→ **INSTRUCTIONS FOR THE TASK**
Give every line of the listing word for word, beginning at the first and including the line with "impl<R: Read> MessageReader<R>" as the last.

→ **TASK INPUTS**
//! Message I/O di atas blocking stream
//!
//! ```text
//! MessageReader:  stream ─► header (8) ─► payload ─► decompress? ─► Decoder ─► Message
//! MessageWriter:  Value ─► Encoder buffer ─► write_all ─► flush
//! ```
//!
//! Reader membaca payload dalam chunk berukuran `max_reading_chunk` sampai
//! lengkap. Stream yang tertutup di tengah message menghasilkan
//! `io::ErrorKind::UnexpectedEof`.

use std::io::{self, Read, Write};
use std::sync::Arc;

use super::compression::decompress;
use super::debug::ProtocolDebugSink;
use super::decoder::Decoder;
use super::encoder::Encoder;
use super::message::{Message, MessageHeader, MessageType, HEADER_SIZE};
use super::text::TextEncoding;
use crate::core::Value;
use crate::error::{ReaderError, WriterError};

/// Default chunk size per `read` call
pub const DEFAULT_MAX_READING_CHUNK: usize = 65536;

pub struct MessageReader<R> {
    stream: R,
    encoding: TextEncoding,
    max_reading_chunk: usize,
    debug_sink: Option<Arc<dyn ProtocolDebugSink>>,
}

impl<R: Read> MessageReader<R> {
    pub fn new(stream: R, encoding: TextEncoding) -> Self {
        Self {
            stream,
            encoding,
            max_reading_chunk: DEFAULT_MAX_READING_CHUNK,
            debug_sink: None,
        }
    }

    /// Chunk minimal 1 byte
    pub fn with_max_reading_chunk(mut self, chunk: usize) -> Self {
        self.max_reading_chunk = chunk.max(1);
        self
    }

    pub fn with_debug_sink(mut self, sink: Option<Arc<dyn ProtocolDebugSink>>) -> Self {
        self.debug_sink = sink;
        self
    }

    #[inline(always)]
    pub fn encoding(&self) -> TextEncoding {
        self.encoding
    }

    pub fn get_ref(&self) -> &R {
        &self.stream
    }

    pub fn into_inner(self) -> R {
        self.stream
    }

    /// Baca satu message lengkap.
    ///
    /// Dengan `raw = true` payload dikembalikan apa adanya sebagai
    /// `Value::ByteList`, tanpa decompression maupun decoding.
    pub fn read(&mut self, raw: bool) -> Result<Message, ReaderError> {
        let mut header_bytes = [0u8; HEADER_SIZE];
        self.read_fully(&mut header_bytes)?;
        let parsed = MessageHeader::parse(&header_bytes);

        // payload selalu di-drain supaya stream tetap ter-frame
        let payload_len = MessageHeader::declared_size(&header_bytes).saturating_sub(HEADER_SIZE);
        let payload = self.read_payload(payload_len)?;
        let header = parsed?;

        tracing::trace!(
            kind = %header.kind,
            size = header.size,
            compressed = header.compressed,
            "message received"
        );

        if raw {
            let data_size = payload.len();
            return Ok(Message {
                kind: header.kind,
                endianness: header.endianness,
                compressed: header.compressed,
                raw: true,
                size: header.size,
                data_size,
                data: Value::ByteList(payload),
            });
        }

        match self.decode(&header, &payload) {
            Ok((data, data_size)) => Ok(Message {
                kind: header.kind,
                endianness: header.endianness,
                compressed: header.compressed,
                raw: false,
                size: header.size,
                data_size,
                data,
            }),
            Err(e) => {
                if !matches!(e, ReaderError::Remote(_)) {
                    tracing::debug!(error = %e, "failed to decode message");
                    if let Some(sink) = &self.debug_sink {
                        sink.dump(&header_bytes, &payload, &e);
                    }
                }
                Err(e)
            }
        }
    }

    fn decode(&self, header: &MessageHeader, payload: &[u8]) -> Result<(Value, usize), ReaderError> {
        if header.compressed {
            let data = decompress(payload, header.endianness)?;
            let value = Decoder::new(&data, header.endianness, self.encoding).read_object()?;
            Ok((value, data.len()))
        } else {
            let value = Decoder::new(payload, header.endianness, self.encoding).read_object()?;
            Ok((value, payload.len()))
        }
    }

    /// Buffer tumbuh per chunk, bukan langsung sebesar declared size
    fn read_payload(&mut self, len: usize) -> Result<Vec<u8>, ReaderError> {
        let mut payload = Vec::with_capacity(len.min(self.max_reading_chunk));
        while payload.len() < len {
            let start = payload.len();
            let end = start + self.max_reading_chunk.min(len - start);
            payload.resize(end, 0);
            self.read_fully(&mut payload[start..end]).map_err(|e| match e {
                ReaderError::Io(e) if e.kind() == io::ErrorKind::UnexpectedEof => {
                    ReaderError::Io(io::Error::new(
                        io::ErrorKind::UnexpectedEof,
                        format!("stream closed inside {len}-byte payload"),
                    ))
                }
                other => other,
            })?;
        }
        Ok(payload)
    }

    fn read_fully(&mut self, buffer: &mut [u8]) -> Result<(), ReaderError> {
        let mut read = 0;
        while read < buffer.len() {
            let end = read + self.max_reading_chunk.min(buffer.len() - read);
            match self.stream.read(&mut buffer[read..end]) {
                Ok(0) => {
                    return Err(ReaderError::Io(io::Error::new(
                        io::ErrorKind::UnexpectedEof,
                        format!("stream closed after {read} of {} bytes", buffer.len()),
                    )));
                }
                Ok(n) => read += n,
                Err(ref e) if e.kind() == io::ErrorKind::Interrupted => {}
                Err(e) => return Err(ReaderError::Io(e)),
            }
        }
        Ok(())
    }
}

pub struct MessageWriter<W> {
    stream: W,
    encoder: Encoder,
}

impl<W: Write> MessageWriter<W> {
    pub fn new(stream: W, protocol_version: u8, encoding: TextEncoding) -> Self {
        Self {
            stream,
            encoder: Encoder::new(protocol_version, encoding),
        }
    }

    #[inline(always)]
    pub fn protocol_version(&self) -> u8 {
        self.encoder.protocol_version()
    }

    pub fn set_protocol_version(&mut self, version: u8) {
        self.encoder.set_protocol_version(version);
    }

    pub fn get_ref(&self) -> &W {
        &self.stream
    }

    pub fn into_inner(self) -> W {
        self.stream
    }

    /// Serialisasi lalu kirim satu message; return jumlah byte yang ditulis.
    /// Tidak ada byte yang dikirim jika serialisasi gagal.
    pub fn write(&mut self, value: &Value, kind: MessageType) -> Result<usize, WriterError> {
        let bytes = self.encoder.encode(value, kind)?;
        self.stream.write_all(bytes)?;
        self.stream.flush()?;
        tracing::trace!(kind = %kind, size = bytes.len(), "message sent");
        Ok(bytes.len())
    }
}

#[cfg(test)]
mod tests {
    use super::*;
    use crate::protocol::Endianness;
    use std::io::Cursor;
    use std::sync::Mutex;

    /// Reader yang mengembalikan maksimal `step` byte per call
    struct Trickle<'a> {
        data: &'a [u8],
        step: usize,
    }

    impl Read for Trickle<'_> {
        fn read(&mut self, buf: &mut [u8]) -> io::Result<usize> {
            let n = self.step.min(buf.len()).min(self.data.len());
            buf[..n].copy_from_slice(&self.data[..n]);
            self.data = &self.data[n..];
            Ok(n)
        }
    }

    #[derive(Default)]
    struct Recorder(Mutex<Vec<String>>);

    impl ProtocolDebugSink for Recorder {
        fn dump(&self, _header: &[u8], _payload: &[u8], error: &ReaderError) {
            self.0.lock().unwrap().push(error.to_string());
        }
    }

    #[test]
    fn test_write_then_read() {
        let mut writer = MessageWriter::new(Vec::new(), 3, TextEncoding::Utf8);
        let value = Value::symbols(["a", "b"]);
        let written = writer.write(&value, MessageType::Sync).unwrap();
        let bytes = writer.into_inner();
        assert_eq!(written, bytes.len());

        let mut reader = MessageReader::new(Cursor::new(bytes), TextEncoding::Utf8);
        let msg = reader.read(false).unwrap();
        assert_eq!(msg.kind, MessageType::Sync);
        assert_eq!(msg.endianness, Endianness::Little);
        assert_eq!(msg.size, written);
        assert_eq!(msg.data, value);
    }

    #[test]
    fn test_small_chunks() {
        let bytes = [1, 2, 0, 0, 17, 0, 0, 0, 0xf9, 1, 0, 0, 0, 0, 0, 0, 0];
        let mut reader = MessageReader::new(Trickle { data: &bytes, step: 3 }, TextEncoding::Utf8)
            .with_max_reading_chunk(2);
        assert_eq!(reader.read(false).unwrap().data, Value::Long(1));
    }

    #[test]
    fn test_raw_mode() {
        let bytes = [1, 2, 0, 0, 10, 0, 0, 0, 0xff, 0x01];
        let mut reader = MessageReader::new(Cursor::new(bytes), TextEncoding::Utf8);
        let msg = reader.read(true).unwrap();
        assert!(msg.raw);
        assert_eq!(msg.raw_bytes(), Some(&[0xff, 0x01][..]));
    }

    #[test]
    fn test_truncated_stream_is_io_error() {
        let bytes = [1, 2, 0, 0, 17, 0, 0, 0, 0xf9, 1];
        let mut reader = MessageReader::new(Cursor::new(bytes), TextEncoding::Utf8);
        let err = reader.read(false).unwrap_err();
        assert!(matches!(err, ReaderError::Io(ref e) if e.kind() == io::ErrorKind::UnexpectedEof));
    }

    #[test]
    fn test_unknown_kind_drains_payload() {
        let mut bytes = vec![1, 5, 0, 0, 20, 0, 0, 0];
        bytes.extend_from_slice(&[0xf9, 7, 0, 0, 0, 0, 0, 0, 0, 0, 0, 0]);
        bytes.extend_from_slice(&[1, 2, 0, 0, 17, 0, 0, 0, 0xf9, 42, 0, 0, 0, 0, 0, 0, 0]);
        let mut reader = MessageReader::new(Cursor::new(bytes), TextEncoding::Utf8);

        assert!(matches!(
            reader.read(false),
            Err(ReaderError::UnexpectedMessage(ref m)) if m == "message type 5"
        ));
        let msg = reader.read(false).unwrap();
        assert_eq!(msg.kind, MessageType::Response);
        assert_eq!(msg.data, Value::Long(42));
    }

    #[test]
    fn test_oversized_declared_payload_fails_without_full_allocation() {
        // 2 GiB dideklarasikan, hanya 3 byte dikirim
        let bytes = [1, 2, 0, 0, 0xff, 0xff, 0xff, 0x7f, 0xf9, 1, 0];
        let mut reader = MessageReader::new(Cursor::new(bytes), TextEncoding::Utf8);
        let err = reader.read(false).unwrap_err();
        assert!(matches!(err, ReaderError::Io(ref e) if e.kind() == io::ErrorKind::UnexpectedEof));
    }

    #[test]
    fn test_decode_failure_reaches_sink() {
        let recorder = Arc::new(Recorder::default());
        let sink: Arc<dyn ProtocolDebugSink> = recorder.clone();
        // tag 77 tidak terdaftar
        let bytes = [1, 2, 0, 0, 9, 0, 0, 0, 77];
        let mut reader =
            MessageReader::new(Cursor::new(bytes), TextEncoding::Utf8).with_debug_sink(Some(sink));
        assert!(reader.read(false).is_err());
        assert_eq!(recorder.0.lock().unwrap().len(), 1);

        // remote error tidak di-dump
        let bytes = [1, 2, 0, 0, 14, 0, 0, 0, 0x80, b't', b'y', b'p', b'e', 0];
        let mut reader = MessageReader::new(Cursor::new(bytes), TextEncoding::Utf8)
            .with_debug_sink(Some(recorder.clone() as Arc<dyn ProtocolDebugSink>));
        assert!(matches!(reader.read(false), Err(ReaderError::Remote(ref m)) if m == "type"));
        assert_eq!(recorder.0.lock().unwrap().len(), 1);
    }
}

→ **EXERCISE RESPONSE**
//! Message I/O di atas blocking stream
//!
//! ```text
//! MessageReader:  stream ─► header (8) ─► payload ─► decompress? ─► Decoder ─► Message
//! MessageWriter:  Value ─► Encoder buffer ─► write_all ─► flush
//! ```
//!
//! Reader membaca payload dalam chunk berukuran `max_reading_chunk` sampai
//! lengkap. Stream yang tertutup di tengah message menghasilkan
//! `io::ErrorKind::UnexpectedEof`.

use std::io::{self, Read, Write};
use std::sync::Arc;

use super::compression::decompress;
use super::debug::ProtocolDebugSink;
use super::decoder::Decoder;
use super::encoder::Encoder;
use super::message::{Message, MessageHeader, MessageType, HEADER_SIZE};
use super::text::TextEncoding;
use crate::core::Value;
use crate::error::{ReaderError, WriterError};

/// Default chunk size per `read` call
pub const DEFAULT_MAX_READING_CHUNK: usize = 65536;

pub struct MessageReader<R> {
    stream: R,
    encoding: TextEncoding,
    max_reading_chunk: usize,
    debug_sink: Option<Arc<dyn ProtocolDebugSink>>,
}

impl<R: Read> MessageReader<R> {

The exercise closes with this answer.